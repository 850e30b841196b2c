use super::*;

fn kinds(text: &str) -> Vec<SyntaxKind> {
    tokenize(text, TextSize::new(0)).into_iter().map(|token| token.kind).collect()
}

fn single(text: &str) -> Token {
    let mut tokens = tokenize(text, TextSize::new(0));
    assert_eq!(tokens.len(), 2, "expected a single token in {text:?}: {tokens:?}");
    tokens.remove(0)
}

fn trivia_text(trivia: &GreenTrivia) -> String {
    let mut text = String::new();
    trivia.write_text(&mut text);
    text
}

#[test]
fn numeric_literals() {
    let inputs = ["123", "0", "0x1F", "0b1010_1010", "1_000", "1.5", ".5", "1e10", "1.5e-3", "10UL", "2f", "3.0m"];

    for input in inputs {
        let token = single(input);
        assert_eq!(token.kind, NUMERIC_LITERAL, "{input}");
        assert_eq!(token.text(input), input);
        assert!(token.diagnostics.is_empty(), "{input}: {:?}", token.diagnostics);
    }
}

#[test]
fn member_access_on_integer_is_not_real() {
    assert_eq!(kinds("1..2"), [NUMERIC_LITERAL, DOT_DOT, NUMERIC_LITERAL, EOF]);
    assert_eq!(kinds("1.ToString"), [NUMERIC_LITERAL, DOT, IDENT, EOF]);
}

#[test]
fn keywords_and_contextual_keywords() {
    let tokens = tokenize("int var async @class", TextSize::new(0));
    let kinds = tokens.iter().map(|token| (token.kind, token.contextual_kind)).collect::<Vec<_>>();

    assert_eq!(
        kinds,
        [(INT_KW, INT_KW), (IDENT, VAR_KW), (IDENT, ASYNC_KW), (IDENT, IDENT), (EOF, EOF)]
    );
}

#[test]
fn greater_than_is_never_merged() {
    assert_eq!(kinds("a >> b"), [IDENT, GT, GT, IDENT, EOF]);
    assert_eq!(kinds("a >>= b"), [IDENT, GT, GT_EQ, IDENT, EOF]);
    assert_eq!(kinds("a <<= b"), [IDENT, LT_LT_EQ, IDENT, EOF]);
}

#[test]
fn punctuation() {
    assert_eq!(
        kinds("?? ??= ?. :: => -> .. ! != && || ++ --"),
        [
            QUESTION_QUESTION,
            QUESTION_QUESTION_EQ,
            QUESTION,
            DOT,
            COLON_COLON,
            FAT_ARROW,
            ARROW,
            DOT_DOT,
            BANG,
            BANG_EQ,
            AMP_AMP,
            PIPE_PIPE,
            PLUS_PLUS,
            MINUS_MINUS,
            EOF
        ]
    );
}

#[test]
fn strings() {
    let inputs = [
        (r#""a\"b""#, STRING_LITERAL),
        (r#"@"a""b""#, STRING_LITERAL),
        (r#"$"x = {x}""#, INTERPOLATED_STRING),
        (r#"$"{ f("}") }""#, INTERPOLATED_STRING),
        (r#"$@"{a}""{{""#, INTERPOLATED_STRING),
        ("\"\"\"raw \"quoted\" text\"\"\"", RAW_STRING_LITERAL),
        ("$\"\"\"{x}\"\"\"", INTERPOLATED_STRING),
        ("'a'", CHAR_LITERAL),
        (r"'A'", CHAR_LITERAL),
        (r"'\''", CHAR_LITERAL),
    ];

    for (input, kind) in inputs {
        let token = single(input);
        assert_eq!(token.kind, kind, "{input}");
        assert_eq!(token.text(input), input);
        assert!(token.diagnostics.is_empty(), "{input}: {:?}", token.diagnostics);
    }
}

#[test]
fn empty_string_is_not_raw() {
    assert_eq!(kinds(r#""" + x"#), [STRING_LITERAL, PLUS, IDENT, EOF]);
}

#[test]
fn lexical_errors_attach_to_their_token() {
    let token = single("\"abc");
    assert_eq!(token.diagnostics.len(), 1);
    assert_eq!(token.diagnostics[0].code(), ErrorCode::NewlineInConstant);

    let token = single("''");
    assert_eq!(token.diagnostics[0].code(), ErrorCode::EmptyCharLiteral);

    let token = single("'ab'");
    assert_eq!(token.diagnostics[0].code(), ErrorCode::TooManyCharsInCharLiteral);

    let tokens = tokenize("a /* open", TextSize::new(0));
    assert_eq!(tokens[0].kind, IDENT);
    assert_eq!(tokens[0].diagnostics[0].code(), ErrorCode::UnterminatedComment);
    assert_eq!(tokens[0].diagnostics[0].range(), TextRange::new(2.into(), 9.into()));

    let token = single("`");
    assert_eq!(token.kind, UNKNOWN);
    assert_eq!(token.diagnostics[0].message(), "Unexpected character '`'");
}

#[test]
fn trailing_trivia_stops_after_end_of_line() {
    let text = "a // note\n  b";
    let tokens = tokenize(text, TextSize::new(0));

    assert_eq!(trivia_text(&tokens[0].trailing), " // note\n");
    assert!(tokens[0].has_trailing_end_of_line());
    assert_eq!(trivia_text(&tokens[1].leading), "  ");
    assert_eq!(tokens[1].range, TextRange::new(12.into(), 13.into()));
}

#[test]
fn preprocessor_directives_only_at_line_start() {
    let text = "#region r\nx # y";
    let tokens = tokenize(text, TextSize::new(0));

    let pieces = tokens[0].leading.pieces().iter().map(TriviaPiece::kind).collect::<Vec<_>>();
    assert_eq!(pieces, [PREPROCESSOR_DIRECTIVE, END_OF_LINE]);
    assert_eq!(tokens[1].kind, UNKNOWN);
}

#[test]
fn doc_comments_are_distinct() {
    let tokens = tokenize("/// doc\nx", TextSize::new(0));
    assert_eq!(tokens[0].leading.pieces()[0].kind(), DOC_COMMENT);
}

#[test]
fn offset_keeps_absolute_ranges() {
    let text = "junk; x + y";
    let tokens = tokenize(text, TextSize::new(5));

    assert_eq!(tokens.iter().map(|token| token.kind).collect::<Vec<_>>(), [IDENT, PLUS, IDENT, EOF]);
    assert_eq!(tokens[0].range, TextRange::new(6.into(), 7.into()));
    assert_eq!(tokens[0].full_range(), TextRange::new(5.into(), 8.into()));
    assert_eq!(tokens[0].text(text), "x");
}

#[test]
fn offset_inside_a_character_moves_back() {
    let text = "é x = 1;";
    assert_eq!(start_offset(text, TextSize::new(1)), TextSize::new(0));
    assert_eq!(start_offset(text, TextSize::new(2)), TextSize::new(2));
    assert_eq!(start_offset(text, TextSize::new(100)), TextSize::of(text));

    let tokens = tokenize(text, TextSize::new(1));
    assert_eq!(tokens[0].kind, IDENT);
    assert_eq!(tokens[0].text(text), "é");
}

#[test]
fn full_text_round_trips() {
    let text = "class C {\r\n  /* c */ int x = 0x1; // tail\n#if DEBUG\n}\n";
    let mut rebuilt = String::new();

    for token in tokenize(text, TextSize::new(0)) {
        rebuilt.push_str(&trivia_text(&token.leading));
        rebuilt.push_str(token.text(text));
        rebuilt.push_str(&trivia_text(&token.trailing));
    }

    assert_eq!(rebuilt, text);
}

** What is required **
Word for word, restate the material above.

** Finished exercise **
repository 850e30b841196b2c
use super::*;

fn kinds(text: &str) -> Vec<SyntaxKind> {
    tokenize(text, TextSize::new(0)).into_iter().map(|token| token.kind).collect()
}

fn single(text: &str) -> Token {
    let mut tokens = tokenize(text, TextSize::new(0));
    assert_eq!(tokens.len(), 2, "expected a single token in {text:?}: {tokens:?}");
    tokens.remove(0)
}

fn trivia_text(trivia: &GreenTrivia) -> String {
    let mut text = String::new();
    trivia.write_text(&mut text);
    text
}

#[test]
fn numeric_literals() {
    let inputs = ["123", "0", "0x1F", "0b1010_1010", "1_000", "1.5", ".5", "1e10", "1.5e-3", "10UL", "2f", "3.0m"];

    for input in inputs {
        let token = single(input);
        assert_eq!(token.kind, NUMERIC_LITERAL, "{input}");
        assert_eq!(token.text(input), input);
        assert!(token.diagnostics.is_empty(), "{input}: {:?}", token.diagnostics);
    }
}

#[test]
fn member_access_on_integer_is_not_real() {
    assert_eq!(kinds("1..2"), [NUMERIC_LITERAL, DOT_DOT, NUMERIC_LITERAL, EOF]);
    assert_eq!(kinds("1.ToString"), [NUMERIC_LITERAL, DOT, IDENT, EOF]);
}

#[test]
fn keywords_and_contextual_keywords() {
    let tokens = tokenize("int var async @class", TextSize::new(0));
    let kinds = tokens.iter().map(|token| (token.kind, token.contextual_kind)).collect::<Vec<_>>();

    assert_eq!(
        kinds,
        [(INT_KW, INT_KW), (IDENT, VAR_KW), (IDENT, ASYNC_KW), (IDENT, IDENT), (EOF, EOF)]
    );
}

#[test]
fn greater_than_is_never_merged() {
    assert_eq!(kinds("a >> b"), [IDENT, GT, GT, IDENT, EOF]);
    assert_eq!(kinds("a >>= b"), [IDENT, GT, GT_EQ, IDENT, EOF]);
    assert_eq!(kinds("a <<= b"), [IDENT, LT_LT_EQ, IDENT, EOF]);
}

#[test]
fn punctuation() {
    assert_eq!(
        kinds("?? ??= ?. :: => -> .. ! != && || ++ --"),
        [
            QUESTION_QUESTION,
            QUESTION_QUESTION_EQ,
            QUESTION,
            DOT,
            COLON_COLON,
            FAT_ARROW,
            ARROW,
            DOT_DOT,
            BANG,
            BANG_EQ,
            AMP_AMP,
            PIPE_PIPE,
            PLUS_PLUS,
            MINUS_MINUS,
            EOF
        ]
    );
}

#[test]
fn strings() {
    let inputs = [
        (r#""a\"b""#, STRING_LITERAL),
        (r#"@"a""b""#, STRING_LITERAL),
        (r#"$"x = {x}""#, INTERPOLATED_STRING),
        (r#"$"{ f("}") }""#, INTERPOLATED_STRING),
        (r#"$@"{a}""{{""#, INTERPOLATED_STRING),
        ("\"\"\"raw \"quoted\" text\"\"\"", RAW_STRING_LITERAL),
        ("$\"\"\"{x}\"\"\"", INTERPOLATED_STRING),
        ("'a'", CHAR_LITERAL),
        (r"'A'", CHAR_LITERAL),
        (r"'\''", CHAR_LITERAL),
    ];

    for (input, kind) in inputs {
        let token = single(input);
        assert_eq!(token.kind, kind, "{input}");
        assert_eq!(token.text(input), input);
        assert!(token.diagnostics.is_empty(), "{input}: {:?}", token.diagnostics);
    }
}

#[test]
fn empty_string_is_not_raw() {
    assert_eq!(kinds(r#""" + x"#), [STRING_LITERAL, PLUS, IDENT, EOF]);
}

#[test]
fn lexical_errors_attach_to_their_token() {
    let token = single("\"abc");
    assert_eq!(token.diagnostics.len(), 1);
    assert_eq!(token.diagnostics[0].code(), ErrorCode::NewlineInConstant);

    let token = single("''");
    assert_eq!(token.diagnostics[0].code(), ErrorCode::EmptyCharLiteral);

    let token = single("'ab'");
    assert_eq!(token.diagnostics[0].code(), ErrorCode::TooManyCharsInCharLiteral);

    let tokens = tokenize("a /* open", TextSize::new(0));
    assert_eq!(tokens[0].kind, IDENT);
    assert_eq!(tokens[0].diagnostics[0].code(), ErrorCode::UnterminatedComment);
    assert_eq!(tokens[0].diagnostics[0].range(), TextRange::new(2.into(), 9.into()));

    let token = single("`");
    assert_eq!(token.kind, UNKNOWN);
    assert_eq!(token.diagnostics[0].message(), "Unexpected character '`'");
}

#[test]
fn trailing_trivia_stops_after_end_of_line() {
    let text = "a // note\n  b";
    let tokens = tokenize(text, TextSize::new(0));

    assert_eq!(trivia_text(&tokens[0].trailing), " // note\n");
    assert!(tokens[0].has_trailing_end_of_line());
    assert_eq!(trivia_text(&tokens[1].leading), "  ");
    assert_eq!(tokens[1].range, TextRange::new(12.into(), 13.into()));
}

#[test]
fn preprocessor_directives_only_at_line_start() {
    let text = "#region r\nx # y";
    let tokens = tokenize(text, TextSize::new(0));

    let pieces = tokens[0].leading.pieces().iter().map(TriviaPiece::kind).collect::<Vec<_>>();
    assert_eq!(pieces, [PREPROCESSOR_DIRECTIVE, END_OF_LINE]);
    assert_eq!(tokens[1].kind, UNKNOWN);
}

#[test]
fn doc_comments_are_distinct() {
    let tokens = tokenize("/// doc\nx", TextSize::new(0));
    assert_eq!(tokens[0].leading.pieces()[0].kind(), DOC_COMMENT);
}

#[test]
fn offset_keeps_absolute_ranges() {
    let text = "junk; x + y";
    let tokens = tokenize(text, TextSize::new(5));

    assert_eq!(tokens.iter().map(|token| token.kind).collect::<Vec<_>>(), [IDENT, PLUS, IDENT, EOF]);
    assert_eq!(tokens[0].range, TextRange::new(6.into(), 7.into()));
    assert_eq!(tokens[0].full_range(), TextRange::new(5.into(), 8.into()));
    assert_eq!(tokens[0].text(text), "x");
}

#[test]
fn offset_inside_a_character_moves_back() {
    let text = "é x = 1;";
    assert_eq!(start_offset(text, TextSize::new(1)), TextSize::new(0));
    assert_eq!(start_offset(text, TextSize::new(2)), TextSize::new(2));
    assert_eq!(start_offset(text, TextSize::new(100)), TextSize::of(text));

    let tokens = tokenize(text, TextSize::new(1));
    assert_eq!(tokens[0].kind, IDENT);
    assert_eq!(tokens[0].text(text), "é");
}

#[test]
fn full_text_round_trips() {
    let text = "class C {\r\n  /* c */ int x = 0x1; // tail\n#if DEBUG\n}\n";
    let mut rebuilt = String::new();

    for token in tokenize(text, TextSize::new(0)) {
        rebuilt.push_str(&trivia_text(&token.leading));
        rebuilt.push_str(token.text(text));
        rebuilt.push_str(&trivia_text(&token.trailing));
    }

    assert_eq!(rebuilt, text);
}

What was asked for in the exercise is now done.